Nitehawk Cinema

Nitehawk Cinema in Brooklyn is not an art cinema nor archive nor multiplex nor bar.  It plays old movies and new movies, and serves beer and meals in theme with the movie.  At Cabin in the Woods, they served a “Cabin Fever” whiskey cocktail, and for The Dictator you get Spicy Lamb Meatballs.  While sitting in the theater and deciding what to order, entertaining mash-up reels play on the screen: a bunch of clips of scenes of people shouting “Get the hell out of here!” or “Blah blah blah…”  Trailers for retro movies are set to period mixes of  Lep Zeppelin and Public Enemy.  They screen movies from the “VHS vault” and in the hallway are vintage posters for classics like The Neverending Story. 

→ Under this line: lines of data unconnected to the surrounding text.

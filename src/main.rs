// SPDX-License-Identifier: GPL-3.0-or-later
// src/main.rs
//
// Application entry point: parse arguments, open windows and run.

mod app;
mod config;
mod constant;
mod domain;
mod i18n;
mod launcher;

use std::path::PathBuf;

use clap::Parser;
use cosmic::app::Settings;

use crate::app::document::portable::Toolset;
use crate::app::{CuteViewApp, Flags};
use crate::launcher::Launch;

/// Touch friendly viewer for PDF pages and images.
#[derive(Parser, Debug)]
#[command(name = "cuteview", version, about)]
struct Args {
    /// PDF or image files. Images share one window, each PDF gets its own.
    files: Vec<PathBuf>,
}

fn main() -> cosmic::iced::Result {
    env_logger::Builder::from_env(env_logger::Env::default().default_filter_or("warn")).init();

    let requested_languages = i18n_embed::DesktopLanguageRequester::requested_languages();
    i18n::init(&requested_languages);

    let args = Args::parse();
    let tools = Toolset::detect();

    let mut sessions = match launcher::sessions(args.files, &tools) {
        Launch::Run(sessions) => sessions.into_iter(),
        Launch::Exit(code) => std::process::exit(code),
    };
    let Some(files) = sessions.next() else {
        return Ok(());
    };

    for extra in sessions {
        if let Err(e) = launcher::spawn_window(&extra) {
            log::error!("Failed to open a window for {:?}: {:#}", extra, e);
        }
    }

    let settings = Settings::default().transparent(true);
    cosmic::app::run::<CuteViewApp>(settings, Flags::Session { files, tools })
}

Maniac Cop (1988) William Lustig.
The brains behind Nitehawk’s screenings is John Woods, who co-owned Reel Life Video Rentals in the 1990s on Bedford Avenue before there was a Duane Reade or “Fornino: the art and science of pizza.”  Reel Life advocated an independent movie mind and offered a ripe selection of VHS and DVDs.  Nitehawk is no different, just a greater scale, though it might seem to have all the trappings of a gimmick – located in Williamsburg, serving boutiquey food and fancy cocktails (though I sipped a $3 Pabst Blue Ribbon), and exploting the shared kitsch of movies the audience grew up on.  But the set-up was honest and the effect was a blast.  The memories of the moviegoer were not rehashed or degraded by irony.  And having food served while watching Blue Velvet is a similar experience of intellect and venue as eating a sandwich at ‘Wichcraft in the front hall of the New York Public Library.  
SPOILER ALERT: (don’t read unless you want the surprises ofCabin in the Woods ruined for good)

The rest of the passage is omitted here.